Copy the data exactly from the line that contains "use std::sync::Arc;" through the line that contains "#[instrument(skip(self), fields(rental_id = %id))]", keeping both end lines and leaving out everything else.

Start of Block

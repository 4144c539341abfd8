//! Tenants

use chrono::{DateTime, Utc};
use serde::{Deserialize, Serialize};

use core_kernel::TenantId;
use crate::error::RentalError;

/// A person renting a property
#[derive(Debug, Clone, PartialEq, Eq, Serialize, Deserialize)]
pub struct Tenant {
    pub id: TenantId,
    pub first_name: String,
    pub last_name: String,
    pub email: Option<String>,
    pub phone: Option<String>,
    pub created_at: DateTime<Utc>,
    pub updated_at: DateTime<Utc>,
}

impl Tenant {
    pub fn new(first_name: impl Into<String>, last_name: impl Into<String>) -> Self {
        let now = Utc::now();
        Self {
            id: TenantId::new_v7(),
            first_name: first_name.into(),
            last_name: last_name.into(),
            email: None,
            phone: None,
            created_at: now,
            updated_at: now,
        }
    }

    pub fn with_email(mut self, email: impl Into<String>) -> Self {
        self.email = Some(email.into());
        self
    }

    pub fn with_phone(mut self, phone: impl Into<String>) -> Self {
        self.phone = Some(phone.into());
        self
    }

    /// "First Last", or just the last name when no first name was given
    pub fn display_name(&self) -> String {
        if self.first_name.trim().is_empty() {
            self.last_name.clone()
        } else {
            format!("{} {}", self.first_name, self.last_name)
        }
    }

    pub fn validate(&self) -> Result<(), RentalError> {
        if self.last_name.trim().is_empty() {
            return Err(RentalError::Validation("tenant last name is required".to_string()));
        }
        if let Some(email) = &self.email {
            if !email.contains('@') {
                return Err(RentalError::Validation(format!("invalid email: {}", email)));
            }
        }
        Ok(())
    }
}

End of Block
Start of Block

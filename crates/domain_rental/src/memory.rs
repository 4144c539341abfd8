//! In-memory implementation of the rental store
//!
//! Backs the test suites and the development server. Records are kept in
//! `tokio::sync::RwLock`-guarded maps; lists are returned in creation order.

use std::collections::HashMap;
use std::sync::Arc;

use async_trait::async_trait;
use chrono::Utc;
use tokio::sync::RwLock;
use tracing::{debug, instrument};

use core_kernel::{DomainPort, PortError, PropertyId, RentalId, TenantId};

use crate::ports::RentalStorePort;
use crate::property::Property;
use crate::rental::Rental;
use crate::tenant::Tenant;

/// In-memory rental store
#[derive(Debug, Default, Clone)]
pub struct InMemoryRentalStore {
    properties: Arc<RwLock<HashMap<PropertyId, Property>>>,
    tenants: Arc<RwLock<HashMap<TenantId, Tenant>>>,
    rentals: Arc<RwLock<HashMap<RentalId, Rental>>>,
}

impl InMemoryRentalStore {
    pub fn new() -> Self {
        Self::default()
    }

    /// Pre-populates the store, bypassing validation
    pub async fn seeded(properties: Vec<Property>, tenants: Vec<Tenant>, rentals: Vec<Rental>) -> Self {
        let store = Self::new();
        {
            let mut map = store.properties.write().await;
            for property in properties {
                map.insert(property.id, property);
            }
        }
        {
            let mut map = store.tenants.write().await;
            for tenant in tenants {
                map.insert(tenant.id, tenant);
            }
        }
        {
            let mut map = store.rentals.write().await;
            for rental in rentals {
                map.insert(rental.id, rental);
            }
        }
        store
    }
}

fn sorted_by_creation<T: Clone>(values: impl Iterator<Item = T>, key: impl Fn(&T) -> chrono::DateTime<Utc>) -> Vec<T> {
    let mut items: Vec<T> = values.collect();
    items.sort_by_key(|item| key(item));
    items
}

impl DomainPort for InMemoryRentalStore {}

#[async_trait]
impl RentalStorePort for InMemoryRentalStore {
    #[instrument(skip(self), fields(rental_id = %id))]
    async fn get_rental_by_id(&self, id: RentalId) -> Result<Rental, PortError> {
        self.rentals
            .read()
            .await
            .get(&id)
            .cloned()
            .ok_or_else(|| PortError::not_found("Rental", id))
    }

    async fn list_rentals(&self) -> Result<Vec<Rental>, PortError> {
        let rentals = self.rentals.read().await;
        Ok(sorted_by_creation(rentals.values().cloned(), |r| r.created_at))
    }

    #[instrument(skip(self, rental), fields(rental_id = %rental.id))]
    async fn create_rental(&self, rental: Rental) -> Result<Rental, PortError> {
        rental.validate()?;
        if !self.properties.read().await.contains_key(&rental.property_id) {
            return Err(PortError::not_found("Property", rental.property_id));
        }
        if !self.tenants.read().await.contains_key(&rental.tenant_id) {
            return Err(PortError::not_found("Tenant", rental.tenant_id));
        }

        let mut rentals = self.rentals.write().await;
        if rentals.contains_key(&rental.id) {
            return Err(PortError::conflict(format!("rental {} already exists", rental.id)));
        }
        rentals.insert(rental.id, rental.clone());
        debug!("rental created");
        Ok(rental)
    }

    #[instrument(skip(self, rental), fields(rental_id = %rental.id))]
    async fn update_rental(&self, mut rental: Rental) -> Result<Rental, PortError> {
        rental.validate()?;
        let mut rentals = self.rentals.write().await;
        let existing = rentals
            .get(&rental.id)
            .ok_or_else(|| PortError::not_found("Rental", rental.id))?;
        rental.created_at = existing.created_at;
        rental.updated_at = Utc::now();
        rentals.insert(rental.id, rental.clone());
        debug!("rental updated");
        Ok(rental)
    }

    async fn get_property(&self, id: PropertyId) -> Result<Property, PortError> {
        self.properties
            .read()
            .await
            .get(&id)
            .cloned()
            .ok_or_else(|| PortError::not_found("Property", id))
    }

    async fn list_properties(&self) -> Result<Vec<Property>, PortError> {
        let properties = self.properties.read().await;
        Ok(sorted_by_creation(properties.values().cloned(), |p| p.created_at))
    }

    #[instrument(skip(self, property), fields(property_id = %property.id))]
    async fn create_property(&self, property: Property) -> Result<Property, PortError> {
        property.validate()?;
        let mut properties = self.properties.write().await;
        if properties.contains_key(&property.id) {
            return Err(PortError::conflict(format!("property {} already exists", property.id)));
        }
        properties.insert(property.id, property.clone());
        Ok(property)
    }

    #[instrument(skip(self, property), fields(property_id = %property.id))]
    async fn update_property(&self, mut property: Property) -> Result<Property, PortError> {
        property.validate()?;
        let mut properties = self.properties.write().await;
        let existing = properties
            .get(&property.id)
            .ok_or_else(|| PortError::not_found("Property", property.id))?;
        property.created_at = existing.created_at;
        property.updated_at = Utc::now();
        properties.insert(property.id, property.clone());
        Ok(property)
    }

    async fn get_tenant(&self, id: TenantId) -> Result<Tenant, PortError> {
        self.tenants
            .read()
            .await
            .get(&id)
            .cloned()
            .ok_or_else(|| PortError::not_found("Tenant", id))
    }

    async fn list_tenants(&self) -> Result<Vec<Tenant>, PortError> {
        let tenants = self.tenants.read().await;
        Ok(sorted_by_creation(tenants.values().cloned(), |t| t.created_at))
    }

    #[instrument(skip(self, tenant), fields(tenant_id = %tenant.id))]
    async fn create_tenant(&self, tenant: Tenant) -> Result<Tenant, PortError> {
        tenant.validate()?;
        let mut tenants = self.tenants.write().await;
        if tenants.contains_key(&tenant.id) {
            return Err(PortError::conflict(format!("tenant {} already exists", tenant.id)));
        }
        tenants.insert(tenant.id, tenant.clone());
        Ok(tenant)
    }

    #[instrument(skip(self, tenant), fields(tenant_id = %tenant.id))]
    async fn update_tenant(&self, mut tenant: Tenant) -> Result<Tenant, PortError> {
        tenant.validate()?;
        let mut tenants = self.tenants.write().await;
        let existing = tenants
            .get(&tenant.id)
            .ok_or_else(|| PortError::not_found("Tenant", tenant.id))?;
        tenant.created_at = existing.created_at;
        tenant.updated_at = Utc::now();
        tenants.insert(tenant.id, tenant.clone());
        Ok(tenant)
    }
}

End of Block

RESULT OF THE EXERCISE ::
use std::sync::Arc;

use async_trait::async_trait;
use chrono::Utc;
use tokio::sync::RwLock;
use tracing::{debug, instrument};

use core_kernel::{DomainPort, PortError, PropertyId, RentalId, TenantId};

use crate::ports::RentalStorePort;
use crate::property::Property;
use crate::rental::Rental;
use crate::tenant::Tenant;

/// In-memory rental store
#[derive(Debug, Default, Clone)]
pub struct InMemoryRentalStore {
    properties: Arc<RwLock<HashMap<PropertyId, Property>>>,
    tenants: Arc<RwLock<HashMap<TenantId, Tenant>>>,
    rentals: Arc<RwLock<HashMap<RentalId, Rental>>>,
}

impl InMemoryRentalStore {
    pub fn new() -> Self {
        Self::default()
    }

    /// Pre-populates the store, bypassing validation
    pub async fn seeded(properties: Vec<Property>, tenants: Vec<Tenant>, rentals: Vec<Rental>) -> Self {
        let store = Self::new();
        {
            let mut map = store.properties.write().await;
            for property in properties {
                map.insert(property.id, property);
            }
        }
        {
            let mut map = store.tenants.write().await;
            for tenant in tenants {
                map.insert(tenant.id, tenant);
            }
        }
        {
            let mut map = store.rentals.write().await;
            for rental in rentals {
                map.insert(rental.id, rental);
            }
        }
        store
    }
}

fn sorted_by_creation<T: Clone>(values: impl Iterator<Item = T>, key: impl Fn(&T) -> chrono::DateTime<Utc>) -> Vec<T> {
    let mut items: Vec<T> = values.collect();
    items.sort_by_key(|item| key(item));
    items
}

impl DomainPort for InMemoryRentalStore {}

#[async_trait]
impl RentalStorePort for InMemoryRentalStore {
    #[instrument(skip(self), fields(rental_id = %id))]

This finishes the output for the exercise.